impl Gateway {
    /// Chains whose CRON expression is due at this minute.
    ///
    /// Matching is performed server-side by `timetable.is_cron_in_time`; a
    /// NULL schedule matches every poll.
    pub async fn select_cron_chains(&self) -> Result<Vec<Chain>> {
        let sql = format!(
            "SELECT {CHAIN_COLUMNS} FROM timetable.chain c \
             WHERE c.live AND (c.client_name = $1 OR c.client_name IS NULL) \
               AND NOT COALESCE(starts_with(c.run_at, '@'), FALSE) \
               AND timetable.is_cron_in_time(c.run_at, now())"
        );
        let chains = sqlx::query_as::<_, Chain>(&sql)
            .bind(&self.client_name)
            .fetch_all(self.pool())
            .await?;
        Ok(chains)
    }

    /// Chains scheduled with `@reboot`, dispatched once per daemon start
    pub async fn select_reboot_chains(&self) -> Result<Vec<Chain>> {
        let sql = format!(
            "SELECT {CHAIN_COLUMNS} FROM timetable.chain c \
             WHERE c.live AND (c.client_name = $1 OR c.client_name IS NULL) \
               AND c.run_at = '@reboot'"
        );
        let chains = sqlx::query_as::<_, Chain>(&sql)
            .bind(&self.client_name)
            .fetch_all(self.pool())
            .await?;
        Ok(chains)
    }

    /// Chains scheduled with `@every` or `@after`, with the parsed period
    pub async fn select_interval_chains(&self) -> Result<Vec<IntervalChain>> {
        let sql = format!(
            "SELECT {CHAIN_COLUMNS}, \
               EXTRACT(EPOCH FROM (substr(c.run_at, 7))::interval)::int4 AS interval_seconds, \
               starts_with(c.run_at, '@after') AS repeat_after \
             FROM timetable.chain c \
             WHERE c.live AND (c.client_name = $1 OR c.client_name IS NULL) \
               AND substr(c.run_at, 1, 6) IN ('@every', '@after')"
        );
        let chains = sqlx::query_as::<_, IntervalChain>(&sql)
            .bind(&self.client_name)
            .fetch_all(self.pool())
            .await?;
        Ok(chains)
    }

    /// A single chain header by id, regardless of `live`.
    ///
    /// Backs the START signal, which is an explicit operator action.
    pub async fn select_chain(&self, chain_id: i64) -> Result<Option<Chain>> {
        let sql = format!(
            "SELECT {CHAIN_COLUMNS} FROM timetable.chain c \
             WHERE c.chain_id = $1 AND (c.client_name = $2 OR c.client_name IS NULL)"
        );
        let chain = sqlx::query_as::<_, Chain>(&sql)
            .bind(chain_id)
            .bind(&self.client_name)
            .fetch_optional(self.pool())
            .await?;
        Ok(chain)
    }

    /// Ordered tasks of a chain
    pub async fn select_chain_tasks(&self, chain_id: i64) -> Result<Vec<ChainTask>> {
        let tasks = sqlx::query_as::<_, ChainTask>(
            "SELECT t.task_id, t.task_name, t.kind::text AS kind, t.command, t.run_as, \
                    t.database_connection, t.ignore_error, t.autonomous, t.timeout_ms \
             FROM timetable.task t WHERE t.chain_id = $1 ORDER BY t.task_order ASC",
        )
        .bind(chain_id)
        .fetch_all(self.pool())
        .await?;
        Ok(tasks)
    }

    /// Positional parameter values of a task, `order_id` ascending
    pub async fn select_task_parameters(&self, task_id: i64) -> Result<Vec<Value>> {
        let values = sqlx::query_scalar::<_, Value>(
            "SELECT value FROM timetable.parameter \
             WHERE task_id = $1 AND value IS NOT NULL ORDER BY order_id ASC",
        )
        .bind(task_id)
        .fetch_all(self.pool())
        .await?;
        Ok(values)
    }

    /// Atomic admission: insert a `STARTED` run-status row and return its id
    /// only while fewer than `max_instances` instances of the chain run.
    ///
    /// Returns `None` when the chain is at capacity; the caller drops the
    /// ticket.
    pub async fn try_start_chain(&self, chain_id: i64, max_instances: i32) -> Result<Option<i64>> {
        let run_status_id = sqlx::query_scalar::<_, Option<i64>>(
            "SELECT timetable.try_start_chain($1, $2, $3)",
        )
        .bind(chain_id)
        .bind(max_instances)
        .bind(&self.client_name)
        .fetch_one(self.pool())
        .await?;
        Ok(run_status_id)
    }

    /// Advance a run to a non-terminal state
    pub async fn update_run_status(&self, run_status_id: i64, state: RunState) -> Result<()> {
        if state.is_terminal() {
            return Err(Error::Invariant(format!(
                "update_run_status called with terminal state {}",
                state.as_str()
            )));
        }
        sqlx::query(
            "UPDATE timetable.run_status SET execution_status = $2, last_update = now() \
             WHERE run_status_id = $1",
        )
        .bind(run_status_id)
        .bind(state.as_str())
        .execute(self.pool())
        .await?;
        Ok(())
    }

    /// Finish a run: write the terminal state and clear the active-chain row
    pub async fn finish_chain(&self, run_status_id: i64, state: RunState) -> Result<()> {
        if !state.is_terminal() {
            return Err(Error::Invariant(format!(
                "finish_chain called with non-terminal state {}",
                state.as_str()
            )));
        }
        sqlx::query(
            "WITH done AS ( \
                UPDATE timetable.run_status SET execution_status = $2, last_update = now() \
                WHERE run_status_id = $1) \
             DELETE FROM timetable.active_chain WHERE run_status_id = $1",
        )
        .bind(run_status_id)
        .bind(state.as_str())
        .execute(self.pool())
        .await?;
        Ok(())
    }

    /// Leftover sweep: mark runs of this client that have no terminal state
    /// and were last updated before `session_start` as `DEAD`.
    ///
    /// Returns the number of runs repaired.
    pub async fn fix_leftovers(&self, session_start: DateTime<Utc>) -> Result<i64> {
        let swept = sqlx::query_scalar::<_, i64>(
            "WITH stale AS ( \
                UPDATE timetable.run_status \
                   SET execution_status = 'DEAD', last_update = now() \
                 WHERE client_name = $1 \
                   AND execution_status NOT IN ('CHAIN_DONE', 'CHAIN_FAILED', 'DEAD') \
                   AND last_update < $2 \
             RETURNING run_status_id), \
             cleared AS ( \
                DELETE FROM timetable.active_chain \
                 WHERE run_status_id IN (SELECT run_status_id FROM stale)) \
             SELECT count(*) FROM stale",
        )
        .bind(&self.client_name)
        .bind(session_start)
        .fetch_one(self.pool())
        .await?;
        Ok(swept)
    }

    /// Number of currently running instances of a chain, via the contract
    /// function `timetable.get_running_jobs`
    pub async fn running_instances(&self, chain_id: i64) -> Result<i64> {
        let count = sqlx::query_scalar::<_, i64>(
            "SELECT count(*) FROM timetable.get_running_jobs($1)",
        )
        .bind(chain_id)
        .fetch_one(self.pool())
        .await?;
        Ok(count)
    }

    /// Record one task execution in `timetable.execution_log`
    #[allow(clippy::too_many_arguments)]
    pub async fn log_task_execution(
        &self,
        chain_id: i64,
        task: &ChainTask,
        started_at: DateTime<Utc>,
        finished_at: DateTime<Utc>,
        return_code: i32,
        output: Option<&str>,
    ) -> Result<()> {
        let duration_us = (finished_at - started_at).num_microseconds().unwrap_or(i64::MAX);
        sqlx::query(
            "INSERT INTO timetable.execution_log \
             (chain_id, task_id, task_name, kind, command, started_at, finished_at, \
              duration_us, return_code, output, client_name) \
             VALUES ($1, $2, $3, $4, $5, $6, $7, $8, $9, $10, $11)",
        )
        .bind(chain_id)
        .bind(task.task_id)
        .bind(&task.task_name)
        .bind(&task.kind)
        .bind(&task.command)
        .bind(started_at)
        .bind(finished_at)
        .bind(duration_us)
        .bind(return_code)
        .bind(output)
        .bind(&self.client_name)
        .execute(self.pool())
        .await?;
        Ok(())
    }

    /// Delete a chain row; used by self-destruct
    pub async fn delete_chain(&self, chain_id: i64) -> Result<bool> {
        let result = sqlx::query("DELETE FROM timetable.chain WHERE chain_id = $1")
            .bind(chain_id)
            .execute(self.pool())
            .await?;
        Ok(result.rows_affected() > 0)
    }

    /// Delete a chain by name via the contract function
    /// `timetable.delete_job`; used by the import replace mode
    pub async fn delete_job(&self, chain_name: &str) -> Result<bool> {
        let deleted = sqlx::query_scalar::<_, bool>("SELECT timetable.delete_job($1)")
            .bind(chain_name)
            .fetch_one(self.pool())
            .await?;
        Ok(deleted)
    }

    /// Ask this client to start a chain now, through the same notification
    /// channel operators use
    pub async fn notify_chain_start(&self, chain_id: i64) -> Result<()> {
        self.notify_chain(chain_id, SignalCommand::Start).await
    }

    /// Ask this client to cancel the running instances of a chain
    pub async fn notify_chain_stop(&self, chain_id: i64) -> Result<()> {
        self.notify_chain(chain_id, SignalCommand::Stop).await
    }

    async fn notify_chain(&self, chain_id: i64, command: SignalCommand) -> Result<()> {
        let signal = ChainSignal {
            chain_id,
            command,
            ts: Utc::now().timestamp(),
        };
        sqlx::query("SELECT pg_notify($1, $2)")
            .bind(self.client_name())
            .bind(serde_json::to_string(&signal)?)
            .execute(self.pool())
            .await?;
        Ok(())
    }
}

» **What to produce**: In the listing above, locate the line containing "AND NOT COALESCE(starts_with(c.run_at, '@'), FALSE)" and the line containing "per daemon start", then transcribe both and every line between them verbatim.

» **Response to this task**:
               AND NOT COALESCE(starts_with(c.run_at, '@'), FALSE) \
               AND timetable.is_cron_in_time(c.run_at, now())"
        );
        let chains = sqlx::query_as::<_, Chain>(&sql)
            .bind(&self.client_name)
            .fetch_all(self.pool())
            .await?;
        Ok(chains)
    }

    /// Chains scheduled with `@reboot`, dispatched once per daemon start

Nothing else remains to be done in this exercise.